- _EXERCISE DIRECTIONS_
Leaving out every line before the one with "if let Some((rook_from, rook_to))", write out the rest of the records below exactly.

START AVAILABLE DATA

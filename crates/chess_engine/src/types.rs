//! Core data types
//!
//! Squares are plain `(file, rank)` identifiers, 1-based on both axes.
//! Pieces are values owned by the board's slots; moves carry copies of the
//! pieces involved so that a stale move (one whose pieces no longer match the
//! board) can be detected and rejected.

use std::fmt;
use std::str::FromStr;

use serde::{Deserialize, Serialize};

use crate::board::Board;
use crate::constants::*;
use crate::error::{ChessEngineError, ChessEngineResult};

/// Side of a piece or player
#[derive(Debug, Clone, Copy, PartialEq, Eq, Hash, Serialize, Deserialize)]
pub enum Color {
    White,
    Black,
}

impl Color {
    pub fn opposite(self) -> Self {
        match self {
            Color::White => Color::Black,
            Color::Black => Color::White,
        }
    }

    /// Rank direction pawns of this color advance in
    pub fn forward(self) -> i16 {
        match self {
            Color::White => 1,
            Color::Black => -1,
        }
    }
}

impl fmt::Display for Color {
    fn fmt(&self, f: &mut fmt::Formatter<'_>) -> fmt::Result {
        match self {
            Color::White => f.write_str("white"),
            Color::Black => f.write_str("black"),
        }
    }
}

/// The six piece kinds
///
/// Rule dispatch is a `match` on this enum in [`crate::move_gen::can_move`].
#[derive(Debug, Clone, Copy, PartialEq, Eq, Hash, Serialize, Deserialize)]
pub enum PieceType {
    Pawn,
    Rook,
    Knight,
    Bishop,
    Queen,
    King,
}

impl PieceType {
    /// Material value in pawn units
    pub fn value(self) -> u32 {
        match self {
            PieceType::Pawn => PAWN_VALUE,
            PieceType::Knight => KNIGHT_VALUE,
            PieceType::Bishop => BISHOP_VALUE,
            PieceType::Rook => ROOK_VALUE,
            PieceType::Queen => QUEEN_VALUE,
            PieceType::King => KING_VALUE,
        }
    }

    /// Upper-case notation letter
    pub fn letter(self) -> char {
        match self {
            PieceType::Pawn => 'P',
            PieceType::Rook => 'R',
            PieceType::Knight => 'N',
            PieceType::Bishop => 'B',
            PieceType::Queen => 'Q',
            PieceType::King => 'K',
        }
    }
}

/// Board coordinate, `file` and `rank` both in `1..=N`
#[derive(Debug, Clone, Copy, PartialEq, Eq, Hash, PartialOrd, Ord, Serialize, Deserialize)]
pub struct Square {
    pub file: u8,
    pub rank: u8,
}

impl Square {
    pub const fn new(file: u8, rank: u8) -> Self {
        Self { file, rank }
    }

    /// Square shifted by a signed `(file, rank)` offset, if it stays positive
    pub fn offset(self, file_delta: i16, rank_delta: i16) -> Option<Square> {
        let file = self.file as i16 + file_delta;
        let rank = self.rank as i16 + rank_delta;
        if file < 1 || rank < 1 || file > u8::MAX as i16 || rank > u8::MAX as i16 {
            return None;
        }
        Some(Square::new(file as u8, rank as u8))
    }

    /// Signed `(file, rank)` distance from `self` to `other`
    pub fn delta(self, other: Square) -> (i16, i16) {
        (
            other.file as i16 - self.file as i16,
            other.rank as i16 - self.rank as i16,
        )
    }

    /// Absolute `(file, rank)` distance between two squares
    pub fn abs_distance(self, other: Square) -> (u8, u8) {
        (self.file.abs_diff(other.file), self.rank.abs_diff(other.rank))
    }

    pub fn file_char(self) -> char {
        (b'a' + self.file.saturating_sub(1)) as char
    }
}

impl fmt::Display for Square {
    fn fmt(&self, f: &mut fmt::Formatter<'_>) -> fmt::Result {
        write!(f, "{}{}", self.file_char(), self.rank)
    }
}

impl FromStr for Square {
    type Err = ChessEngineError;

    fn from_str(s: &str) -> Result<Self, Self::Err> {
        let invalid = || ChessEngineError::InvalidSquare { text: s.to_string() };
        let mut chars = s.chars();
        let file = chars.next().ok_or_else(invalid)?.to_ascii_lowercase();
        if !file.is_ascii_lowercase() {
            return Err(invalid());
        }
        let rank: u8 = chars.as_str().parse().map_err(|_| invalid())?;
        if rank == 0 || rank > MAX_BOARD_SIZE {
            return Err(invalid());
        }
        Ok(Square::new(file as u8 - b'a' + 1, rank))
    }
}

/// A piece owned by a board slot
///
/// `position` mirrors the slot the piece is stored under and is kept in sync
/// by the board; `move_count` drives first-move rules (pawn double step,
/// castling rights).
#[derive(Debug, Clone, Copy, PartialEq, Eq, Hash, Serialize, Deserialize)]
pub struct Piece {
    pub kind: PieceType,
    pub color: Color,
    pub position: Square,
    pub move_count: u32,
}

impl Piece {
    pub fn new(kind: PieceType, color: Color, position: Square) -> Self {
        Self {
            kind,
            color,
            position,
            move_count: 0,
        }
    }

    pub fn value(&self) -> u32 {
        self.kind.value()
    }

    pub fn has_moved(&self) -> bool {
        self.move_count > 0
    }

    /// Notation letter, upper-case for White and lower-case for Black
    pub fn symbol(&self) -> char {
        match self.color {
            Color::White => self.kind.letter(),
            Color::Black => self.kind.letter().to_ascii_lowercase(),
        }
    }
}

/// How a move is carried out on the board
#[derive(Debug, Clone, Copy, PartialEq, Eq, Hash, Serialize, Deserialize)]
pub enum MoveCategory {
    Normal,
    EnPassant,
    ShortCastle,
    LongCastle,
}

impl MoveCategory {
    pub fn is_castle(self) -> bool {
        matches!(self, MoveCategory::ShortCastle | MoveCategory::LongCastle)
    }
}

/// Start and end square of a move, as produced by an input layer
#[derive(Debug, Clone, Copy, PartialEq, Eq, Hash, Serialize, Deserialize)]
pub struct MoveIntent {
    pub from: Square,
    pub to: Square,
}

impl MoveIntent {
    pub fn new(from: Square, to: Square) -> Self {
        Self { from, to }
    }
}

/// A fully resolved move
///
/// `piece` and `captured` are the board contents of `from` and `to` when the
/// move was built. For en passant `captured` is `None` because the landing
/// square is empty; the captured pawn is found when the move is applied.
/// `category` is filled in by the legality checker.
#[derive(Debug, Clone, Copy, PartialEq, Eq, Hash, Serialize, Deserialize)]
pub struct Move {
    pub from: Square,
    pub to: Square,
    pub piece: Piece,
    pub captured: Option<Piece>,
    pub category: Option<MoveCategory>,
    pub promoted: bool,
}

impl Move {
    /// Resolve an intent against the board
    pub fn resolve(board: &Board, intent: MoveIntent) -> ChessEngineResult<Move> {
        board.check_bounds(intent.from)?;
        board.check_bounds(intent.to)?;
        let piece = board
            .get(intent.from)
            .copied()
            .ok_or_else(|| ChessEngineError::NoPieceAtSquare {
                square: intent.from.to_string(),
            })?;
        Ok(Move {
            from: intent.from,
            to: intent.to,
            piece,
            captured: board.get(intent.to).copied(),
            category: None,
            promoted: false,
        })
    }

    pub fn intent(&self) -> MoveIntent {
        MoveIntent::new(self.from, self.to)
    }

    /// Whether the move captures, including en passant
    pub fn is_capture(&self) -> bool {
        self.captured.is_some() || self.category == Some(MoveCategory::EnPassant)
    }
}

/// Pieces a pawn may promote to
#[derive(Debug, Clone, Copy, PartialEq, Eq, Hash, Serialize, Deserialize)]
pub enum PromotionChoice {
    Queen,
    Rook,
    Knight,
    Bishop,
}

impl PromotionChoice {
    pub const ALL: [PromotionChoice; 4] = [
        PromotionChoice::Queen,
        PromotionChoice::Rook,
        PromotionChoice::Knight,
        PromotionChoice::Bishop,
    ];

    /// Default key mapping: `Q`, `R`, `N`, `B` in either case
    pub fn from_key(key: char) -> ChessEngineResult<Self> {
        match key.to_ascii_uppercase() {
            'Q' => Ok(PromotionChoice::Queen),
            'R' => Ok(PromotionChoice::Rook),
            'N' => Ok(PromotionChoice::Knight),
            'B' => Ok(PromotionChoice::Bishop),
            _ => Err(ChessEngineError::UnknownPromotion { key }),
        }
    }

    pub fn piece_type(self) -> PieceType {
        match self {
            PromotionChoice::Queen => PieceType::Queen,
            PromotionChoice::Rook => PieceType::Rook,
            PromotionChoice::Knight => PieceType::Knight,
            PromotionChoice::Bishop => PieceType::Bishop,
        }
    }
}

/// Result of one [`crate::Game::step`] call
#[derive(Debug, Clone, Copy, PartialEq, Eq, Hash, Serialize, Deserialize)]
pub enum StepResult {
    /// Start conditions are malformed (both players share a color)
    Invalid,
    /// Nothing changed: no intent, or the intent was illegal
    Still,
    /// A move was committed and the side to move switched
    TurnPassed,
    /// A pawn waits for a promotion choice; move intents are ignored
    AwaitingPromotion,
}

/// Lifecycle of a game session
#[derive(Debug, Clone, Copy, PartialEq, Eq, Hash, Default, Serialize, Deserialize)]
pub enum GameStatus {
    #[default]
    NotStarted,
    Running,
    Paused,
}

/// Square color, for rendering layers only
#[derive(Debug, Clone, Copy, PartialEq, Eq, Hash, Serialize, Deserialize)]
pub enum SquareShade {
    Light,
    Dark,
}
//! Rook move generation
//!
//! Rooks slide along ranks and files until blocked by another piece or the
//! board edge.

use super::sliding;
use crate::board::Board;
use crate::types::*;

pub(super) fn can_move(board: &Board, piece: &Piece, target: Square) -> Option<MoveCategory> {
    (sliding::is_orthogonal(piece.position, target)
        && sliding::is_path_clear(board, piece.position, target))
    .then_some(MoveCategory::Normal)
}
//! Position store
//!
//! The board is an arena of `N × N` slots indexed by square, each either
//! empty or owning one [`Piece`]. Moves and captures are slot takes and puts,
//! so a captured or promoted piece is simply a value moved out of its slot.
//!
//! Invariant: a stored piece's `position` always equals the square of the
//! slot holding it. Every method that stores a piece goes through
//! [`Board::put`], which enforces this.
//!
//! Indexing a square outside the board is a caller bug and panics; use
//! [`Board::contains`] or [`Board::check_bounds`] on untrusted input.

use serde::Serialize;

use crate::constants::*;
use crate::error::{ChessEngineError, ChessEngineResult};
use crate::types::*;

/// Dense square → optional piece mapping
#[derive(Debug, Clone, PartialEq, Eq, Serialize)]
pub struct Board {
    size: u8,
    slots: Vec<Option<Piece>>,
}

/// Undo record produced by [`Board::apply`]
///
/// Holds everything [`Board::revert`] needs to restore the exact pre-move
/// board: the move (with the mover as it was before moving), the piece taken
/// off the board, and the castling rook's relocation.
#[derive(Debug, Clone, Copy, PartialEq, Eq)]
pub struct AppliedMove {
    pub mv: Move,
    pub category: MoveCategory,
    pub captured: Option<Piece>,
    pub rook_move: Option<(Square, Square)>,
}

impl Default for Board {
    fn default() -> Self {
        Self::standard()
    }
}

impl Board {
    /// Empty `size × size` board
    pub fn empty(size: u8) -> Self {
        assert!(
            (1..=MAX_BOARD_SIZE).contains(&size),
            "board size {size} must be within 1..={MAX_BOARD_SIZE}"
        );
        Self {
            size,
            slots: vec![None; size as usize * size as usize],
        }
    }

    /// Standard 8×8 board in the starting position
    pub fn standard() -> Self {
        let mut board = Self::empty(STANDARD_BOARD_SIZE);
        board.place_default_layout();
        board
    }

    /// `size × size` board with the default layout placed on it
    pub fn with_default_layout(size: u8) -> ChessEngineResult<Self> {
        if !(STANDARD_BOARD_SIZE..=MAX_BOARD_SIZE).contains(&size) {
            return Err(ChessEngineError::UnsupportedBoardSize { size });
        }
        let mut board = Self::empty(size);
        board.set_default_layout()?;
        Ok(board)
    }

    /// Clear the board and place the default starting layout
    ///
    /// Pawns fill the second rank of each side across every file. The
    /// back-rank pieces stand on files a..g with the second rook on the last
    /// file, which is h on a standard board.
    pub fn set_default_layout(&mut self) -> ChessEngineResult<()> {
        if self.size < STANDARD_BOARD_SIZE {
            return Err(ChessEngineError::UnsupportedBoardSize { size: self.size });
        }
        self.clear();
        self.place_default_layout();
        Ok(())
    }

    fn place_default_layout(&mut self) {
        let last = self.size;
        for file in 1..=last {
            self.place(PieceType::Pawn, Color::White, Square::new(file, 2));
            self.place(PieceType::Pawn, Color::Black, Square::new(file, last - 1));
        }
        for (i, kind) in BACK_RANK.iter().enumerate() {
            // The h-rook stands on the edge file so both castles stay possible
            let file = if i + 1 == BACK_RANK.len() { last } else { i as u8 + 1 };
            self.place(*kind, Color::White, Square::new(file, 1));
            self.place(*kind, Color::Black, Square::new(file, last));
        }
    }

    pub fn size(&self) -> u8 {
        self.size
    }

    pub fn contains(&self, square: Square) -> bool {
        (1..=self.size).contains(&square.file) && (1..=self.size).contains(&square.rank)
    }

    pub fn check_bounds(&self, square: Square) -> ChessEngineResult<()> {
        if self.contains(square) {
            Ok(())
        } else {
            Err(ChessEngineError::SquareOutOfBounds {
                file: square.file,
                rank: square.rank,
                size: self.size,
            })
        }
    }

    fn index(&self, square: Square) -> usize {
        assert!(
            self.contains(square),
            "square ({}, {}) is outside the {}x{} board",
            square.file,
            square.rank,
            self.size,
            self.size
        );
        (square.rank as usize - 1) * self.size as usize + (square.file as usize - 1)
    }

    pub fn get(&self, square: Square) -> Option<&Piece> {
        self.slots[self.index(square)].as_ref()
    }

    pub fn is_empty(&self, square: Square) -> bool {
        self.get(square).is_none()
    }

    /// Create a fresh piece on `square`, returning whatever stood there
    pub fn place(&mut self, kind: PieceType, color: Color, square: Square) -> Option<Piece> {
        self.put(Piece::new(kind, color, square))
    }

    /// Store `piece` under its own `position`, returning the previous occupant
    pub fn put(&mut self, piece: Piece) -> Option<Piece> {
        let idx = self.index(piece.position);
        self.slots[idx].replace(piece)
    }

    /// Remove and return the piece on `square`
    pub fn take(&mut self, square: Square) -> Option<Piece> {
        let idx = self.index(square);
        self.slots[idx].take()
    }

    pub fn clear(&mut self) {
        self.slots.iter_mut().for_each(|slot| *slot = None);
    }

    /// Every square, rank by rank from a1
    pub fn squares(&self) -> impl Iterator<Item = Square> + '_ {
        let size = self.size;
        (1..=size).flat_map(move |rank| (1..=size).map(move |file| Square::new(file, rank)))
    }

    pub fn pieces(&self) -> impl Iterator<Item = &Piece> {
        self.slots.iter().flatten()
    }

    pub fn pieces_of(&self, color: Color) -> impl Iterator<Item = &Piece> {
        self.pieces().filter(move |piece| piece.color == color)
    }

    pub fn king_square(&self, color: Color) -> Option<Square> {
        self.pieces_of(color)
            .find(|piece| piece.kind == PieceType::King)
            .map(|piece| piece.position)
    }

    /// Total material value of one side
    pub fn material(&self, color: Color) -> u32 {
        self.pieces_of(color).map(Piece::value).sum()
    }

    pub fn square_shade(&self, square: Square) -> SquareShade {
        if (square.file + square.rank) % 2 == 0 {
            SquareShade::Dark
        } else {
            SquareShade::Light
        }
    }

    /// Rank a pawn of `color` promotes on
    pub fn promotion_rank(&self, color: Color) -> u8 {
        match color {
            Color::White => self.size,
            Color::Black => 1,
        }
    }

    /// Rank pawns of `color` start on and may double-step from
    pub fn pawn_start_rank(&self, color: Color) -> u8 {
        match color {
            Color::White => 2,
            Color::Black => self.size.saturating_sub(1),
        }
    }

    /// Castling geometry for a king travelling `king_from` → `king_to`
    ///
    /// The rook stands on the edge file in the direction of travel and lands
    /// on the square the king crosses. The side whose rook is nearer the king
    /// is the short castle (ties go to the higher files). Returns `None` when
    /// the king does not travel exactly two files along its rank.
    pub fn castle_rook_squares(
        &self,
        king_from: Square,
        king_to: Square,
    ) -> Option<(Square, Square, MoveCategory)> {
        let (file_delta, rank_delta) = king_from.delta(king_to);
        if rank_delta != 0 || file_delta.abs() != 2 {
            return None;
        }
        let dir = file_delta.signum();
        let (near_edge, far_edge) = if dir > 0 { (self.size, 1) } else { (1, self.size) };
        let rook_from = Square::new(near_edge, king_from.rank);
        let rook_to = king_from.offset(dir, 0)?;

        let this_side = king_from.file.abs_diff(near_edge);
        let other_side = king_from.file.abs_diff(far_edge);
        let category = if this_side < other_side || (this_side == other_side && dir > 0) {
            MoveCategory::ShortCastle
        } else {
            MoveCategory::LongCastle
        };
        Some((rook_from, rook_to, category))
    }

    /// Carry out `mv`, including special-move side effects
    ///
    /// Checks that the declared pieces still match the board; a mismatch
    /// leaves the board untouched and returns [`ChessEngineError::StaleMove`].
    /// Move counts of the mover (and of a castling rook) are incremented.
    /// Legality is not checked here.
    pub fn apply(&mut self, mv: &Move) -> ChessEngineResult<AppliedMove> {
        let stale = || ChessEngineError::StaleMove {
            from: mv.from.to_string(),
            to: mv.to.to_string(),
        };
        self.check_bounds(mv.from)?;
        self.check_bounds(mv.to)?;
        if mv.from == mv.to || self.get(mv.from) != Some(&mv.piece) {
            return Err(stale());
        }

        let category = mv.category.unwrap_or(MoveCategory::Normal);
        let mut rook_move = None;
        let captured = match category {
            MoveCategory::Normal => {
                if self.get(mv.to) != mv.captured.as_ref() {
                    return Err(stale());
                }
                self.take(mv.to)
            }
            MoveCategory::EnPassant => {
                let victim_square = Square::new(mv.to.file, mv.from.rank);
                let is_enemy_pawn = matches!(
                    self.get(victim_square),
                    Some(p) if p.kind == PieceType::Pawn && p.color != mv.piece.color
                );
                if !self.is_empty(mv.to) || !is_enemy_pawn {
                    return Err(stale());
                }
                self.take(victim_square)
            }
            MoveCategory::ShortCastle | MoveCategory::LongCastle => {
                let (rook_from, rook_to, _) =
                    self.castle_rook_squares(mv.from, mv.to).ok_or_else(stale)?;
                let is_own_rook = matches!(
                    self.get(rook_from),
                    Some(p) if p.kind == PieceType::Rook && p.color == mv.piece.color
                );
                if !self.is_empty(mv.to) || !self.is_empty(rook_to) || !is_own_rook {
                    return Err(stale());
                }
                if let Some(mut rook) = self.take(rook_from) {
                    rook.position = rook_to;
                    rook.move_count += 1;
                    self.put(rook);
                }
                rook_move = Some((rook_from, rook_to));
                None
            }
        };

        if let Some(mut mover) = self.take(mv.from) {
            mover.position = mv.to;
            mover.move_count += 1;
            self.put(mover);
        }

        Ok(AppliedMove {
            mv: *mv,
            category,
            captured,
            rook_move,
        })
    }

    /// Undo an [`AppliedMove`], restoring the exact pre-move board
    ///
    /// Whatever stands on the destination (the mover, or the piece it was
    /// promoted to) is discarded and the original mover is put back.
    pub fn revert(&mut self, applied: AppliedMove) {
        self.take(applied.mv.to);
        self.put(applied.mv.piece);
        if let Some((rook_from, rook_to)) = applied.rook_move {
            if let Some(mut rook) = self.take(rook_to) {
                rook.position = rook_from;
                rook.move_count = rook.move_count.saturating_sub(1);
                self.put(rook);
            }
        }
        if let Some(captured) = applied.captured {
            self.put(captured);
        }
    }
}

END AVAILABLE DATA

- _RESPONSE FOR THIS EXERCISE_
        if let Some((rook_from, rook_to)) = applied.rook_move {
            if let Some(mut rook) = self.take(rook_to) {
                rook.position = rook_from;
                rook.move_count = rook.move_count.saturating_sub(1);
                self.put(rook);
            }
        }
        if let Some(captured) = applied.captured {
            self.put(captured);
        }
    }
}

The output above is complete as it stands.